Global Financial Crisis
September 30, 2008Only a few weeks ago, banks in the euro zone financial sector were said to be safe from the US-born financial crisis, but now, as the global financial situation gradually worsens, five European governments have had to step in to prop up financial institutions.
Separately, news emerged late Monday, Sept. 29, that the US House of Representatives rejected a $700 billion measure to rescue the failing American financial system. The bailout bill was defeated after many House Republicans ignored their leaders' pleas and voted against it. A majority of Democrats voted in favor of the plan.
"I feel they've taken leave of their senses," said European Union Trade Commissioner Peter Mandelson of US lawmakers Monday in an interview with BBC, "and I hope that in Europe we will not see politicians and parliamentarians replicating the sort of irresponsibility and political partisanship that we have seen in Washington."
The stock market reacted negatively to the vote, with world stocks losing about $1.7 trillion Monday, according to the MSCI's global index.
The news of the failure of the biggest US bailout in history came on a day when initial confidence in the sturdiness of the European banking sector took a battering as governments in Belgium, Britain, France, Germany, Luxembourg and The Netherlands found themselves forced to offer hastily arranged state support for a handful of banks to avoid their collapse.
The German government and top banks based in Europe's largest economy had to inject urgently needed funds into mortgage lender Hypo Real Estate, which had been teetering on the brink of disintegration prior to the rescue package.
The total sum of the HRE bailout was not disclosed, but the German Finance Ministry said its credit line to the lender was worth 35 billion euros.
In Britain, Prime Minister Gordon Brown's government took the step of temporarily nationalizing the loans and mortgage business of the country's eighth-biggest mortgage lender, Bradford & Bingley (B&B).
"Following recent turbulence in global financial markets, Bradford & Bingley has found itself under increasing pressure as investors and lenders lost confidence in its ability to carry on as an independent institution," the British Treasury said on Monday.
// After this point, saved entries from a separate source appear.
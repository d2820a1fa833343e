//! One ingestion run: file bytes in, upserted observations and a ledger
//! record out.

use std::sync::Arc;

use serde::Serialize;
use tracing::{info, warn};
use uuid::Uuid;

use crate::batch::{upload_in_batches, BATCH_SIZE, MAX_BATCH_SIZE};
use crate::cancel::CancellationToken;
use crate::catalog::CatalogResolver;
use crate::decode::{decode_file, FileKind};
use crate::error::IngestError;
use crate::ledger::{NewUpload, UploadUpdate};
use crate::store::{CatalogSource, ObservationStore, UploadLedger};
use crate::validate::{validate_rows, Rejection, ValidationReport};

#[derive(Debug, Clone)]
pub struct IngestRequest {
    pub user_id: String,
    pub filename: String,
    pub bytes: Vec<u8>,
}

#[derive(Debug, Clone, Copy, PartialEq, Eq, Serialize)]
#[serde(rename_all = "snake_case")]
pub enum IngestOutcome {
    Uploaded,
    /// Every row was rejected (or the file had none); nothing was sent
    NothingToUpload,
}

#[derive(Debug, Clone, Serialize)]
pub struct IngestSummary {
    pub upload_id: Uuid,
    pub total: usize,
    pub valid: usize,
    pub rejected: usize,
    pub uploaded: usize,
    pub outcome: IngestOutcome,
    pub errors: Vec<Rejection>,
}

/// Runs ingestions against a catalog, an observation store and a ledger.
/// A fresh catalog snapshot is taken for every run.
#[derive(Clone)]
pub struct Ingestor {
    catalog: Arc<dyn CatalogSource>,
    observations: Arc<dyn ObservationStore>,
    ledger: Arc<dyn UploadLedger>,
    batch_size: usize,
}

impl Ingestor {
    /// All three roles served by one store
    pub fn new<S>(store: Arc<S>) -> Self
    where
        S: CatalogSource + ObservationStore + UploadLedger + 'static,
    {
        Self {
            catalog: store.clone(),
            observations: store.clone(),
            ledger: store,
            batch_size: BATCH_SIZE,
        }
    }

    pub fn with_batch_size(mut self, batch_size: usize) -> Self {
        self.batch_size = batch_size.clamp(1, MAX_BATCH_SIZE);
        self
    }

    pub fn ledger(&self) -> &dyn UploadLedger {
        self.ledger.as_ref()
    }

    /// Decode and validate without touching the ledger or the store
    pub async fn validate_only(
        &self,
        filename: &str,
        bytes: &[u8],
    ) -> Result<ValidationReport, IngestError> {
        let rows = decode_file(filename, bytes)?;
        let catalog = CatalogResolver::load(self.catalog.as_ref())
            .await
            .map_err(IngestError::Catalog)?;
        Ok(validate_rows(&rows, &catalog))
    }

    pub async fn ingest(
        &self,
        request: IngestRequest,
        progress: &mut (dyn FnMut(u8) + Send),
        cancel: &CancellationToken,
    ) -> Result<IngestSummary, IngestError> {
        // unsupported files never get a ledger entry
        FileKind::from_filename(&request.filename)?;

        let upload_id = self
            .ledger
            .create_upload_record(&NewUpload {
                user_id: request.user_id.clone(),
                filename: request.filename.clone(),
            })
            .await
            .map_err(IngestError::Ledger)?;
        info!(%upload_id, filename = %request.filename, user = %request.user_id, "ingestion started");

        let report = match self.validate_only(&request.filename, &request.bytes).await {
            Ok(report) => report,
            Err(e) => return Err(self.fail(upload_id, e).await),
        };
        let (total, valid, rejected) = (report.total(), report.valid.len(), report.errors.len());
        info!(%upload_id, total, valid, rejected, "rows validated");

        if let Err(e) = self
            .ledger
            .update_upload_record(upload_id, &UploadUpdate::counts(total, valid, rejected))
            .await
        {
            return Err(self.fail(upload_id, IngestError::Ledger(e)).await);
        }

        let (uploaded, outcome) = if valid == 0 {
            info!(%upload_id, "no valid rows, nothing to upload");
            (0, IngestOutcome::NothingToUpload)
        } else {
            match upload_in_batches(
                self.observations.as_ref(),
                &report.valid,
                self.batch_size,
                progress,
                cancel,
            )
            .await
            {
                Ok(n) => (n, IngestOutcome::Uploaded),
                Err(e) => return Err(self.fail(upload_id, e).await),
            }
        };

        if let Err(e) = self
            .ledger
            .update_upload_record(upload_id, &UploadUpdate::done())
            .await
        {
            // observations are committed at this point; only the record is off
            return Err(self.fail(upload_id, IngestError::Ledger(e)).await);
        }
        info!(%upload_id, uploaded, "ingestion finished");

        Ok(IngestSummary {
            upload_id,
            total,
            valid,
            rejected,
            uploaded,
            outcome,
            errors: report.errors,
        })
    }

    /// Record `err` on the ledger entry and hand it back. A ledger write
    /// failure here is logged; the run error is what the caller sees.
    async fn fail(&self, upload_id: Uuid, err: IngestError) -> IngestError {
        warn!(%upload_id, error = %err, "ingestion failed");
        if let Err(e) = self
            .ledger
            .update_upload_record(upload_id, &UploadUpdate::failed(err.to_string()))
            .await
        {
            warn!(%upload_id, error = %e, "could not mark upload as failed");
        }
        err
    }
}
Lastly, Benelux banking and insurance company Fortis had to be propped up by an 11.2 billion-euro package funded by the three Benelux countries, Belgium, the Netherlands and Luxemburg.
European stock markets plummet
The emergency rescue packages sent jitters through Europe's bourses.
German shares plunged over four percent after the Hypo Real Estate bailout. The blue-chip 30-share DAX in Frankfurt closed at 5807.08 points, down more than 250 points or 4.23 per cent from the pre-weekend closing level.
Monday's final reading was the lowest in more than two years on the Frankfurt exchange.
On Monday, London's FTSE 100 index of leading shares sank 2.63 percent to 4,954.11 points in early morning trade, accelerating opening losses. In Paris, the CAC 40 slid 2.82 percent to 4,046.17 points.
Stock markets across the Nordic region too plummeted Monday. The Oslo stock exchange fell 8.30 percent by the closing to 301.84 points, its lowest level in nearly three years.
The Stockholm stock exchange meanwhile plunged 5.73 percent lower to 246.20 points, and the Copenhagen stock exchange tumbled 5.30 percent to 358.78 points, with Denmark's largest bank Danske Bank diving 6.13 percent.
EU officials call for tighter regulation
European officials have begun calling for heightened regulation of the European financial system to avoid a repeat of what has already been a costly exercise in trying to keep business as usual.
"Stronger international regulation agreed at international level" is needed in order to "re-civilize" financial markets so that such a crisis will not be repeated, German Finance Minister Peter Steinbrueck said Sunday.
Financial analysts examining the European financial sector said a US-style, sector-wide bailout was not the panacea to the current financial crisis. Instead, they too championed better regulation as the answer.
"So, for now, financial supervision in Europe remains very fragmented on a country level," analysts at banking group Citi said. "In turn, this may make the question of which country bears the cost for bailouts controversial, especially given that some banks have assets that are very large compared to the GDP of the host country."
Sarkozy urges support for banks
French President Nicolas Sarkozy attempted Monday to rally support for assisting ailing European banks ahead of a meeting at the Elysee presidential palace to review the situation of financial institutions and the credit level of households and businesses in France.
"We must not give way in the face of destabilization, we must help our banks," said Sarkozy, whose country holds the rotating European presidency.
Appearing with the French president, European Commission Chief Jose Manuel Barroso said "initiatives" were in preparation for a "structural European response" to the crisis to be unveiled at a European summit in mid-October.
"That's the only way to ensure that stability and confidence can return," he said.